Cycle-time estimator
Why wall thickness rules the cycle
Plastic is a poor conductor: heat leaves a moulding through its surfaces, so the core of a thick wall stays soft long after the skin has frozen. Because cooling time grows with thickness squared, the single most effective cost reduction in part design is usually a thinner, more uniform wall — cored-out sections and ribs instead of mass. It is also why our DFM review pays so much attention to wall maps before quoting: seconds of cycle are rupees on every part, forever.
From cycle to cost
Cycle time and cavity count set your machine cost per part; part weight sets material cost.
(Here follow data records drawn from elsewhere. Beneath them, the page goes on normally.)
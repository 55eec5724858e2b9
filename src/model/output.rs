use crate::error::GraphError;
use crate::types::{EntityRef, OutputId, ScriptId, TxId};

use super::cell::{Monotonic, OneShot};
use super::fields::{join_fn, MaxHeight, OutputField};

/// Canonical output entity.
///
/// Relationships to the funding transaction, the spending transaction and
/// the script are held as typed ids; resolving one means looking the id up
/// in the graph.
#[derive(Debug)]
pub struct Output {
    id: OutputId,
    funding_tx_id: OneShot<TxId>,
    vout: OneShot<u32>,
    script_id: OneShot<ScriptId>,
    sats: OneShot<u64>,
    input_id: OneShot<i64>,
    spending_tx_id: OneShot<TxId>,
    vin: OneShot<u32>,
    height: Monotonic<MaxHeight>,
}

impl Output {
    /// Creates an entity with only its identity set.
    pub fn new(id: OutputId) -> Self {
        Self {
            id,
            funding_tx_id: OneShot::new(),
            vout: OneShot::new(),
            script_id: OneShot::new(),
            sats: OneShot::new(),
            input_id: OneShot::new(),
            spending_tx_id: OneShot::new(),
            vin: OneShot::new(),
            height: Monotonic::new(MaxHeight(0), join_fn),
        }
    }

    pub fn id(&self) -> OutputId {
        self.id
    }

    pub(crate) fn entity(&self) -> EntityRef {
        EntityRef::Output(self.id)
    }

    pub fn funding_tx_id(&self) -> &OneShot<TxId> {
        &self.funding_tx_id
    }

    pub fn vout(&self) -> &OneShot<u32> {
        &self.vout
    }

    pub fn script_id(&self) -> &OneShot<ScriptId> {
        &self.script_id
    }

    /// Value in satoshis.
    pub fn sats(&self) -> &OneShot<u64> {
        &self.sats
    }

    /// Store id of the spending input row.
    pub fn input_id(&self) -> &OneShot<i64> {
        &self.input_id
    }

    pub fn spending_tx_id(&self) -> &OneShot<TxId> {
        &self.spending_tx_id
    }

    /// Position of the output among the spending transaction's inputs.
    pub fn vin(&self) -> &OneShot<u32> {
        &self.vin
    }

    /// Settlement height: may only grow while unspent, fixed once spent.
    pub fn height(&self) -> &Monotonic<MaxHeight> {
        &self.height
    }

    /// Whether a spending transaction is known.
    pub fn is_spent(&self) -> bool {
        self.spending_tx_id.has_value()
    }

    /// Non-blocking check whether `field` holds a value.
    pub fn has_value(&self, field: OutputField) -> bool {
        match field {
            OutputField::FundingTxId => self.funding_tx_id.has_value(),
            OutputField::Vout => self.vout.has_value(),
            OutputField::ScriptId => self.script_id.has_value(),
            OutputField::Sats => self.sats.has_value(),
            OutputField::InputId => self.input_id.has_value(),
            OutputField::SpendingTxId => self.spending_tx_id.has_value(),
            OutputField::Vin => self.vin.has_value(),
            OutputField::Height => self.height.has_value(),
        }
    }

    pub(crate) fn is_resolved(&self, field: OutputField) -> bool {
        match field {
            OutputField::Height => self.height.is_joined(),
            other => self.has_value(other),
        }
    }

    pub(crate) fn fail(&self, field: OutputField, err: GraphError) {
        match field {
            OutputField::FundingTxId => self.funding_tx_id.fail(err),
            OutputField::Vout => self.vout.fail(err),
            OutputField::ScriptId => self.script_id.fail(err),
            OutputField::Sats => self.sats.fail(err),
            OutputField::InputId => self.input_id.fail(err),
            OutputField::SpendingTxId => self.spending_tx_id.fail(err),
            OutputField::Vin => self.vin.fail(err),
            OutputField::Height => self.height.fail(err),
        }
    }

    pub(crate) fn clear_failure(&self, field: OutputField) {
        match field {
            OutputField::FundingTxId => self.funding_tx_id.clear_failure(),
            OutputField::Vout => self.vout.clear_failure(),
            OutputField::ScriptId => self.script_id.clear_failure(),
            OutputField::Sats => self.sats.clear_failure(),
            OutputField::InputId => self.input_id.clear_failure(),
            OutputField::SpendingTxId => self.spending_tx_id.clear_failure(),
            OutputField::Vin => self.vin.clear_failure(),
            OutputField::Height => self.height.clear_failure(),
        }
    }
}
Chain this estimate into our part cost calculator, and check machine fit with the shot-size and clamping-force tools.
Get the real cycle
Kruger Industries runs nine injection moulding machines from 60 to 1300 tonnes in Bengaluru — mould-flow before steel, SCADA-monitored processes, ISO 9001:2015. Send your drawing; an engineer replies with cycle, machine allocation and DFM feedback within 48 hours on working days.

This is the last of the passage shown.